The researcher found that the size of the board has an impact on tax avoidance in joint-stock companies (industrial, service, agricultural, and hotels) listed within the Iraq Stock Exchange, which leads the researcher to derive the following hypothesis: The size of the board of directors affects the tax avoidance practices of joint-stock companies (industrial, service, agricultural, and hotels) listed within the Iraq Stock Exchange.

Board independence and tax avoidance

The term independent is often defined as free and unbiased and not under the pressure of any of the parties, that is, it is characterized by objectivity and integrity and is not in a position where interests conflict (Murni et al, 2016,80). The board represents the executive management of the company, meaning that the bulk of the members of the board of directors are not executive managers.

Previous studies have varied in determining the impact of the independence of the board of directors on tax avoidance, according to the legal environment, the difference in the sample, and the methodology used. Tax avoidance, on the contrary (Aburajab et al, 2019/ Hoseini et al/ Jamei, 2017) indicated that there is a negative impact of the independence of the board of directors on tax avoidance practices, as the study (Waluyo, 2017) concluded that the independence of the board of directors Management negatively affects tax avoidance, while in the study (Nugroho & Agustia, 2017) the results found during a sample of 92 companies for the period 2013-2016 that there is no effect of the independence of the board of directors on tax avoidance.

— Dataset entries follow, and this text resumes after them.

//! Gatehouse Server: dispatches endpoint requests through the inspector
//! pipeline to operations.
//!
//! The server owns the operations, the inspector pipeline and the root
//! service provider, and provides the `RequestHandler` implementation for
//! the transport layer.

pub mod context;
pub mod inspectors;
pub mod instance;
pub mod pipeline;
pub mod router;

pub use context::{RequestContext, ResponseContext};
pub use instance::HandlerInstance;
pub use pipeline::{
    Correlation, Correlations, Inspector, InspectorError, InspectorPipeline, Phase, PipelineError,
};
pub use router::HostServer;
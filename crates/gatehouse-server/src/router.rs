//! Host dispatcher: runs endpoint requests through the inspector pipeline
//! and routes them to operations.

use std::future::Future;
use std::pin::Pin;
use std::sync::Arc;

use gatehouse_protocol::{Fault, HandlerResult, InboundRequest, OutboundResponse, Routes};
use gatehouse_services::auth::DenyAllAuthenticationService;
use gatehouse_services::greeting::GreetingOperation;
use gatehouse_services::{AuthenticationService, Operation, ServiceProvider, ServiceScope};
use gatehouse_transport::RequestHandler;
use http::header::{ALLOW, HeaderValue};
use http::{Method, StatusCode};
use parking_lot::RwLock;
use tracing::{debug, info, warn};

use crate::context::{RequestContext, ResponseContext};
use crate::inspectors::{AuthInspector, DEFAULT_ALLOWED_ORIGINS, OriginInspector};
use crate::instance::HandlerInstance;
use crate::pipeline::{InspectorError, InspectorPipeline, PipelineError};

/// The host: owns the operations, the inspector pipeline and the root
/// service provider.
pub struct HostServer {
    provider: Arc<ServiceProvider>,
    pipeline: InspectorPipeline,
    operations: Vec<RegisteredOperation>,
    state: RwLock<ServerState>,
}

#[derive(Debug, Clone, Copy, PartialEq, Eq)]
enum ServerState {
    Uninitialized,
    Running,
    Shutdown,
}

struct RegisteredOperation {
    /// Full path including the endpoint base
    path: String,
    method: Method,
    op: Box<dyn OperationDyn>,
}

type BoxFuture<'a, T> = Pin<Box<dyn Future<Output = T> + Send + 'a>>;

/// Object-safe wrapper for the Operation trait.
trait OperationDyn: Send + Sync {
    fn name_dyn(&self) -> &str;
    fn invoke_dyn<'a>(
        &'a self,
        scope: &'a ServiceScope,
        request: &'a InboundRequest,
    ) -> BoxFuture<'a, HandlerResult>;
    fn init_dyn(&self) -> BoxFuture<'_, Result<(), Box<dyn std::error::Error + Send + Sync>>>;
    fn shutdown_dyn(&self) -> BoxFuture<'_, ()>;
}

impl<T: Operation> OperationDyn for T {
    fn name_dyn(&self) -> &str {
        self.name()
    }
    fn invoke_dyn<'a>(
        &'a self,
        scope: &'a ServiceScope,
        request: &'a InboundRequest,
    ) -> BoxFuture<'a, HandlerResult> {
        Box::pin(self.invoke(scope, request))
    }
    fn init_dyn(&self) -> BoxFuture<'_, Result<(), Box<dyn std::error::Error + Send + Sync>>> {
        Box::pin(self.init())
    }
    fn shutdown_dyn(&self) -> BoxFuture<'_, ()> {
        Box::pin(self.shutdown())
    }
}

/// Where a request under the endpoint goes.
enum Route {
    Operation(usize),
    /// `OPTIONS` on a known path; carries the `Allow` value
    Preflight(String),
    MethodNotAllowed,
    NotFound,
}

impl HostServer {
    pub fn new(provider: Arc<ServiceProvider>, pipeline: InspectorPipeline) -> Self {
        Self {
            provider,
            pipeline,
            operations: Vec::new(),
            state: RwLock::new(ServerState::Uninitialized),
        }
    }

    /// The standard host: deny-all authentication scoped per request, the
    /// auth then origin inspectors, and the greeting operation.
    pub fn with_defaults() -> Self {
        let mut provider = ServiceProvider::new();
        provider.register_scoped::<dyn AuthenticationService, _>(|_| {
            Arc::new(DenyAllAuthenticationService) as Arc<dyn AuthenticationService>
        });

        let pipeline = InspectorPipeline::builder()
            .with(AuthInspector::new())
            .with(OriginInspector::new(DEFAULT_ALLOWED_ORIGINS))
            .build();

        let mut host = Self::new(Arc::new(provider), pipeline);
        host.register_operation(GreetingOperation::new());
        host
    }

    /// Register an operation under the endpoint base path.
    pub fn register_operation<O: Operation + 'static>(&mut self, operation: O) {
        let path = Routes::operation(operation.path());
        let method = operation.method();
        info!("Registering operation: {} {} ({})", method, path, operation.name());
        self.operations.push(RegisteredOperation {
            path,
            method,
            op: Box::new(operation),
        });
    }

    /// Initialize all operations and start accepting requests.
    pub async fn initialize(&self) -> Result<(), Box<dyn std::error::Error + Send + Sync>> {
        info!(
            "Initializing host (inspectors: {:?}, services: {:?})",
            self.pipeline.names(),
            self.provider.registered()
        );

        for registered in &self.operations {
            registered.op.init_dyn().await?;
        }

        *self.state.write() = ServerState::Running;
        info!("Host initialized ({} operations)", self.operations.len());
        Ok(())
    }

    /// Shutdown all operations. Later requests are refused.
    pub async fn shutdown(&self) {
        {
            let mut state = self.state.write();
            if *state == ServerState::Shutdown {
                return;
            }
            *state = ServerState::Shutdown;
        }

        info!("Shutting down host...");
        for registered in &self.operations {
            registered.op.shutdown_dyn().await;
        }
        info!("Host shutdown complete");
    }

    pub fn pipeline(&self) -> &InspectorPipeline {
        &self.pipeline
    }

    pub fn provider(&self) -> &Arc<ServiceProvider> {
        &self.provider
    }

    /// Operation routes as `(method, path)` in registration order.
    pub fn routes(&self) -> Vec<(Method, &str)> {
        self.operations
            .iter()
            .map(|r| (r.method.clone(), r.path.as_str()))
            .collect()
    }

    fn route(&self, method: &Method, path: &str) -> Route {
        let matching: Vec<(usize, &RegisteredOperation)> = self
            .operations
            .iter()
            .enumerate()
            .filter(|(_, r)| r.path == path)
            .collect();

        if matching.is_empty() {
            return Route::NotFound;
        }
        if let Some((index, _)) = matching.iter().find(|(_, r)| r.method == *method) {
            return Route::Operation(*index);
        }
        if *method == Method::OPTIONS {
            let mut allow: Vec<&str> = matching.iter().map(|(_, r)| r.method.as_str()).collect();
            allow.push(Method::OPTIONS.as_str());
            return Route::Preflight(allow.join(", "));
        }
        Route::MethodNotAllowed
    }

    /// Produce the response for a routed request. Faults become responses.
    async fn dispatch(&self, route: Route, context: &RequestContext) -> OutboundResponse {
        match route {
            Route::Operation(index) => {
                let registered = &self.operations[index];
                let Some(instance) = context.instance() else {
                    return OutboundResponse::fault(&Fault::internal("no handler instance"));
                };
                match registered
                    .op
                    .invoke_dyn(instance.services(), context.request())
                    .await
                {
                    Ok(value) => OutboundResponse::json(&value),
                    Err(fault) => {
                        warn!(operation = registered.op.name_dyn(), "Operation fault: {}", fault);
                        OutboundResponse::fault(&fault)
                    }
                }
            }
            Route::Preflight(allow) => {
                let mut response = OutboundResponse::empty(StatusCode::NO_CONTENT);
                if let Ok(value) = HeaderValue::from_str(&allow) {
                    response.headers.insert(ALLOW, value);
                }
                response
            }
            Route::MethodNotAllowed => OutboundResponse::fault(&Fault::method_not_allowed(
                context.method().as_str(),
                context.path(),
            )),
            Route::NotFound => OutboundResponse::fault(&Fault::not_found(context.path())),
        }
    }
}

/// Maps a pipeline failure to the fault surfaced by the hosting layer.
fn pipeline_fault(err: PipelineError) -> Fault {
    match err.source {
        InspectorError::Unauthenticated(credential) => {
            Fault::unauthenticated(format!("Authentication failed for {credential}"))
        }
        source => Fault::inspector_failed(&err.inspector, source),
    }
}

impl RequestHandler for HostServer {
    async fn handle_request(&self, request: InboundRequest) -> Result<OutboundResponse, Fault> {
        match *self.state.read() {
            ServerState::Shutdown => return Err(Fault::shutting_down()),
            ServerState::Uninitialized => return Err(Fault::not_initialized()),
            ServerState::Running => {}
        }

        if !Routes::is_endpoint_path(&request.path) {
            return Err(Fault::not_found(&request.path));
        }

        let route = self.route(&request.method, &request.path);
        let operation = match &route {
            Route::Operation(index) => Some(self.operations[*index].op.name_dyn().to_string()),
            _ => None,
        };

        // Dropping the context at the end of this call releases the scope.
        let instance = HandlerInstance::new(self.provider.create_scope(), operation);
        let context = RequestContext::new(request).with_instance(instance);
        debug!(method = %context.method(), path = context.path(), "Dispatching request");

        let correlations = self.pipeline.on_request(&context).map_err(|err| {
            warn!("Request rejected: {}", err);
            pipeline_fault(err)
        })?;

        let mut response = ResponseContext::new(self.dispatch(route, &context).await);

        self.pipeline
            .on_response(&mut response, &context, correlations)
            .map_err(|err| {
                warn!("Response inspection failed: {}", err);
                pipeline_fault(err)
            })?;

        Ok(response.into_inner())
    }
}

Accordingly, the researcher expects that the independence of the board of directors will affect the tax avoidance of joint-stock companies (industrial, service, agricultural, and hotels) listed within the Iraq Stock Exchange, which leads the researcher to derive the following hypothesis: There is an impact of the independence of the board of directors on the tax avoidance practices of joint-stock companies (industrial, services, agricultural, and hotels) listed within the Iraq Stock Exchange.

Women's membership and tax avoidance

The representation of women in the board of directors means that the board of directors of the company adopts the application of gender diversity, which results in the participation of females in the membership of the board. There are two types of representation of women in boards of directors:

a. Compulsory representation of women: It means that there should be a legally minimum number of females within the membership of the board of directors as a condition for the validity of the convening of the councils and then the validity of the decisions issued by them. Excellence in all its civil rights (Thams et al, 2018).

b. Voluntary representation of women: It means selecting females for membership in the board of directors on a voluntary basis based on their qualifications without the existence of a legal justification. As an organization that supports diversity and equality. (Manyaga & Taha, 2020), The representation of women on the boards of directors of companies aims to achieve diversity in viewpoints on the various decisions of the company’s board of directors, and then to reach the best options that enhance the position of the company and preserve the rights of shareholders (Muhammad, 2020: 8), Dakhli’s study showed, 2021:4)) that the personal characteristics of the female component are characterized by being more risk-averse, and this is evident in their tendency towards less risky decisions.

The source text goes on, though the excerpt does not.